Adivasi women worst sufferers of a biased state machinery

Speakers say at event marking int’l day for indigenous people
Staff Correspondent

Many languages spoken by indigenous people do not have any word for rape. Women of these communities who grow up in a gender-equal environment, fall victim to rape and other sexual and physical torture against the backdrop of the state’s apathy to ensure the rights of disadvantaged groups, speakers said yesterday.  

They demanded that those involved in the crimes be given exemplary punishment and the victims be provided with treatment, compensation and legal aid. The demands were placed at a programme at Women’s Voluntary Association auditorium in the capital, organised by Bangladesh Nari Progati Sangha and Adivasi Women’s Network.

The event was held on the occasion of International Day of the World’s Indigenous Peoples (on August 9).  

Adivasi women are one of the worst sufferers of a biased state machinery while their contribution to sustainable resource management, food production, food security and tackling climate change -- done with the traditional knowledge passed down from generation to generation -- remain unacknowledged, according to a press statement.

The state consciously decides how it would treat a group of people, said Ayesha Khanam, president of Bangladesh Mahila Parishad.

Like the divisions in society based on religion and class, indigenous people are divided to continue repression, she added.

During the third-time review of human rights situation in the country, in the May 2018 Universal Periodic Review, the government received 251 recommendations but rejected four of them tied to minorities and adivasis.

The press statement claims that had the recommendations been accepted, adivasi women and girl children would have seen themselves included.

The committee that oversees the implementation of the UN Convention on the Elimination of All Forms of Discrimination Against Women expressed concern over the discrimination against women of adivasi and other disadvantaged communities at the 65th session in 2016.

Last year, 54 adivasi women and girl children were victims of physical and sexual harassment. Twenty-three of them were raped and gang-raped. Twelve were killed after rape.

An analysis showed that 85 percent of the incidents were committed by non-adivasis and 13 percent by adivasis, as per the press release.

Rape is an instrument used to control the weak, said Robayet Ferdous, a teacher of journalism at Dhaka University. 
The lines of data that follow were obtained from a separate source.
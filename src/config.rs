use std::path::{Path, PathBuf};
use std::time::Duration;

use clap::Parser;
use serde::Deserialize;

/// Top-level config, loaded from `gotel.toml` if present and overridden by
/// CLI flags, then by the two named environment variables last (spec §6).
/// Mirrors the teacher's `WideConfig`/`WideConfig::load` shape in
/// `config.rs`, adapted to this appliance's flat field list.
#[derive(Debug, Clone, Deserialize)]
#[serde(default)]
pub struct GotelConfig {
    pub db_path: PathBuf,
    pub prefix: String,
    pub namespace: Option<String>,
    pub send_metrics: bool,
    pub store_traces: bool,
    #[serde(with = "humantime_secs")]
    pub retention: Duration,
    #[serde(with = "humantime_secs")]
    pub cleanup_interval: Duration,
    pub query_port: u16,
    pub tag_support: bool,
}

impl Default for GotelConfig {
    fn default() -> Self {
        Self {
            db_path: PathBuf::from("gotel.db"),
            prefix: "otel".to_string(),
            namespace: None,
            send_metrics: true,
            store_traces: true,
            retention: Duration::from_secs(168 * 3600),
            cleanup_interval: Duration::from_secs(3600),
            query_port: 3200,
            tag_support: false,
        }
    }
}

impl GotelConfig {
    /// Load config from a TOML file. Returns defaults if the file doesn't
    /// exist — same contract as the teacher's `WideConfig::load`.
    pub fn load(path: impl AsRef<Path>) -> anyhow::Result<Self> {
        let path = path.as_ref();
        if !path.exists() {
            tracing::info!("config file not found at {}, using defaults", path.display());
            return Ok(Self::default());
        }
        let contents = std::fs::read_to_string(path)?;
        let config: GotelConfig = toml::from_str(&contents)?;
        tracing::info!("loaded config from {}", path.display());
        Ok(config)
    }

    /// Apply CLI flag overrides on top of a loaded config.
    pub fn apply_cli(mut self, cli: &Cli) -> Self {
        if let Some(db_path) = &cli.db_path {
            self.db_path = db_path.clone();
        }
        if let Some(prefix) = &cli.prefix {
            self.prefix = prefix.clone();
        }
        if cli.namespace.is_some() {
            self.namespace = cli.namespace.clone();
        }
        if let Some(v) = cli.send_metrics {
            self.send_metrics = v;
        }
        if let Some(v) = cli.store_traces {
            self.store_traces = v;
        }
        if let Some(secs) = cli.retention_secs {
            self.retention = Duration::from_secs(secs);
        }
        if let Some(secs) = cli.cleanup_interval_secs {
            self.cleanup_interval = Duration::from_secs(secs);
        }
        if let Some(port) = cli.query_port {
            self.query_port = port;
        }
        self
    }

    /// Apply the two named environment-variable overrides (spec §6).
    /// `GOTEL_RETENTION` is parsed as a plain integer number of seconds;
    /// a malformed value is fatal, per spec.
    pub fn apply_env(mut self) -> anyhow::Result<Self> {
        if let Ok(path) = std::env::var("GOTEL_DB_PATH") {
            self.db_path = PathBuf::from(path);
        }
        if let Ok(raw) = std::env::var("GOTEL_RETENTION") {
            let secs: u64 = raw
                .parse()
                .map_err(|e| anyhow::anyhow!("GOTEL_RETENTION malformed ({raw:?}): {e}"))?;
            self.retention = Duration::from_secs(secs);
        }
        Ok(self)
    }

    pub fn metric_prefix(&self, service_name_metric: &str, span_name_metric: &str) -> String {
        match &self.namespace {
            Some(ns) if !ns.is_empty() => {
                format!("{}.{ns}.{service_name_metric}.{span_name_metric}", self.prefix)
            }
            _ => format!("{}.{service_name_metric}.{span_name_metric}", self.prefix),
        }
    }
}

/// CLI flags mirroring the config field names. A deployable binary needs a
/// CLI surface even though spec.md doesn't name one; flag names are chosen
/// to map directly onto `GotelConfig`'s fields.
#[derive(Debug, Parser)]
#[command(name = "gotel", about = "Self-contained trace/metric appliance")]
pub struct Cli {
    /// Path to a gotel.toml config file.
    #[arg(long, default_value = "gotel.toml")]
    pub config: PathBuf,

    #[arg(long)]
    pub db_path: Option<PathBuf>,

    #[arg(long)]
    pub prefix: Option<String>,

    #[arg(long)]
    pub namespace: Option<String>,

    #[arg(long)]
    pub send_metrics: Option<bool>,

    #[arg(long)]
    pub store_traces: Option<bool>,

    #[arg(long = "retention-secs")]
    pub retention_secs: Option<u64>,

    #[arg(long = "cleanup-interval-secs")]
    pub cleanup_interval_secs: Option<u64>,

    #[arg(long)]
    pub query_port: Option<u16>,
}

/// `serde(with)` module for (de)serialising a `Duration` as a plain integer
/// number of seconds in TOML.
mod humantime_secs {
    use serde::{Deserialize, Deserializer, Serializer};
    use std::time::Duration;

    pub fn serialize<S: Serializer>(d: &Duration, s: S) -> Result<S::Ok, S::Error> {
        s.serialize_u64(d.as_secs())
    }

    pub fn deserialize<'de, D: Deserializer<'de>>(d: D) -> Result<Duration, D::Error> {
        let secs = u64::deserialize(d)?;
        Ok(Duration::from_secs(secs))
    }
}

#[cfg(test)]
mod tests {
    use super::*;

    #[test]
    fn defaults_match_spec() {
        let cfg = GotelConfig::default();
        assert_eq!(cfg.db_path, PathBuf::from("gotel.db"));
        assert_eq!(cfg.prefix, "otel");
        assert!(cfg.send_metrics);
        assert!(cfg.store_traces);
        assert_eq!(cfg.retention, Duration::from_secs(168 * 3600));
        assert_eq!(cfg.cleanup_interval, Duration::from_secs(3600));
        assert_eq!(cfg.query_port, 3200);
    }

    #[test]
    fn metric_prefix_without_namespace() {
        let cfg = GotelConfig::default();
        assert_eq!(cfg.metric_prefix("checkout", "get_cart"), "otel.checkout.get_cart");
    }

    #[test]
    fn metric_prefix_with_namespace() {
        let mut cfg = GotelConfig::default();
        cfg.namespace = Some("prod".to_string());
        assert_eq!(cfg.metric_prefix("checkout", "get_cart"), "otel.prod.checkout.get_cart");
    }

    #[test]
    fn env_override_retention_rejects_malformed() {
        // SAFETY: test runs single-threaded w.r.t. this env var.
        unsafe { std::env::set_var("GOTEL_RETENTION", "not-a-number") };
        let res = GotelConfig::default().apply_env();
        unsafe { std::env::remove_var("GOTEL_RETENTION") };
        assert!(res.is_err());
    }
}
This tool is used to force adivasis out of their homes and villages with the intention of grabbing their land, which is what has been happening with plainland adivasis for decades, he said.

CHT Accord has not been implemented even 22 years after the government signed the agreement with Parbatya Chattagram Jana Sanghati Samity. According to data of Kapaeeng Foundation and Adivasi Women’s Network, violence against adivasi women and children has doubled since 2013.

Adivasis’ lives revolve around nature and they have been protecting hills, rivers, streams while others are destroying those, said Sanjeeb Drong, general secretary of Bangladeshi Adivasi Forum.

The environment will not be protected if they disappear, he added.